I don’t have any fond memories of this car. There was no love for this hunk of metal. There is the emotional attachment of it being the car that introduced me to the automotive world, however, it wasn’t an introduction one would expect given how awesome the automotive industry is. It’s kind of like getting too little pastrami in your reuben. This car was an all bread sandwich.
Amongst the lack of memorable moments, I remember the poorly designed headlight system. To turn it on you pull on a plastic knob towards you, simple enough. However, whatever mechanical linkage that was behind the dash, which affixed this knob to the electrical system, was not impervious to heat and stresses incurred from repeated pulls. Pull too hard on this on/off switch and you would have discovered the third mode of ‘forever on’. That’s exactly what happened. The knob and the half melted shaft decided to free itself from the shackles of the dash and escaped with my hand. This Tempo now had a new feature of All-Time Running Lights. At this point there was no way to turn off the lights unless you disassembled the dash and re-attached the plastic knob, alternatively, you could disconnect the battery. So for a couple of days prior to taking it to the shop, the routine for driving was to first connect the battery and then turn on the ignition, and the reverse once you get to your destination.
The only time this vehicle had any semblance of a sportier car was when the exhaust pipe started to corrode. Years of driving in America’s Nurburgring, which is the suburb of Baltimore County, Maryland, proved to be too much for the exhaust components. Once I took a jug handle exit and the centripetal force caused the muffler to get dislodged from the hangars and drag onto the asphalt. The sound of metal dragging on asphalt is deafening and panic inducing. This dragging continued until I exited the jug handle and entered the main road, at which point the scraping sound was suddenly replaced by a civic type-r-esque fart can buzz. Shocked at the sudden increase in performance and decibel level I looked back and discovered that the free hanging muffler has now released itself from the clutches of the rusted catalytic converter and tumbled down the road like a steel tumbleweed. Meanwhile, cars behind me swerved wildly to avoid wrecking into this tumbling mass.
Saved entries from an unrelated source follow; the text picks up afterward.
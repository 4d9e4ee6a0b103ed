use bidrelay_server::{
    CliArgs, ServerConfig, StoreService, run_server_with_incoming,
    server::telemetry::init_telemetry,
};
use clap::Parser;
use tokio::net::TcpListener;
use tokio::signal;
use tokio_stream::wrappers::TcpListenerStream;

// Using mimalloc for better performance under contention, especially in musl
// environments.
#[global_allocator]
static GLOBAL: mimalloc::MiMalloc = mimalloc::MiMalloc;

#[tokio::main]
async fn main() -> anyhow::Result<()> {
    // Load from .env
    let _ = dotenvy::dotenv();
    let args = CliArgs::parse();
    let config = ServerConfig::try_from(args)?;

    let providers = init_telemetry()?;
    let service = StoreService::new(config.clone())?;

    let res = if config.uds {
        #[cfg(unix)]
        {
            use tokio::net::UnixListener;
            use tokio_stream::wrappers::UnixListenerStream;
            let uds_path = config.server_addr.clone();
            let uds = UnixListener::bind(&uds_path)?;
            let incoming = UnixListenerStream::new(uds);
            log_startup_info(&uds_path, &config);
            let res = run_server_with_incoming(incoming, service, shutdown_signal()).await;
            // Best effort: a panic can still leave the socket file behind.
            let _ = std::fs::remove_file(&uds_path);
            res
        }
        #[cfg(not(unix))]
        {
            anyhow::bail!("Unix domain sockets are not supported on this platform");
        }
    } else {
        let tcp = TcpListener::bind(&config.server_addr).await?;
        let incoming = TcpListenerStream::new(tcp);
        log_startup_info(&config.server_addr, &config);
        run_server_with_incoming(incoming, service, shutdown_signal()).await
    };

    providers.shutdown();
    res
}

fn log_startup_info(addr: &str, config: &ServerConfig) {
    if cfg!(debug_assertions) {
        tracing::info!("Starting bid relay on {} with full config: {:#?}", addr, config);
    } else {
        tracing::info!(
            "Starting bid relay on {} with {} workers ({:?} fan-out), registry {}",
            addr,
            config.num_workers,
            config.fan_out,
            config.vendor_registry.display()
        );
    }
}

async fn shutdown_signal() {
    #[cfg(unix)]
    let terminate = async {
        match signal::unix::signal(signal::unix::SignalKind::terminate()) {
            Ok(mut stream) => {
                stream.recv().await;
            }
            Err(e) => {
                tracing::error!("failed to install SIGTERM handler: {e}");
                std::future::pending::<()>().await;
            }
        }
    };

    #[cfg(not(unix))]
    let terminate = std::future::pending::<()>();

    let ctrl_c = async {
        if let Err(e) = signal::ctrl_c().await {
            tracing::error!("failed to install Ctrl+C handler: {e}");
            std::future::pending::<()>().await;
        }
    };

    tokio::select! {
        () = ctrl_c => tracing::info!("Received Ctrl+C signal"),
        () = terminate => tracing::info!("Received SIGTERM signal"),
    }
}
When not trying to kill others with its ejecta this car has tried to kill its own passengers, though it probably did so because the owner was not so diligent with the cleanliness of its interior. My dad has a poor habit of storing folders, clipboards, and hardcover books on top of the dashboard. Once after picking me up, he took a tight right turn and caused the loose items to shift and get lodged between the empty sections of the steering wheel. The positioning of everything, the wheel, the dash, and the falling clipboards and books was in perfect ‘Final Destination’ like arrangement that caused a lockup in the steering angle. This car was bound to go in circles indefinitely until it crashes with an oncoming car. After brief screams of horror and narrowly missing cars in the other lanes he was able to hit the brakes, effectively unlocking “The Club” made of self-help books and spreadsheets.
In conclusion, this car isn’t perfect and it has the propensity to kill if you don’t treat it well. There really wasn’t anything memorable about this car. You’d own it for a good five years and then on to the junkyard it will quickly go. This car wasn’t going to win any beauty contest or any track days. If you ignore the mid 90’s american reliability, this car was the perfect option for the fiscally responsible and the emotionally absent. Regardless, this car taught me how to drive and it did so without frills, without art, and without emotion. Vanilla at its most vanilla.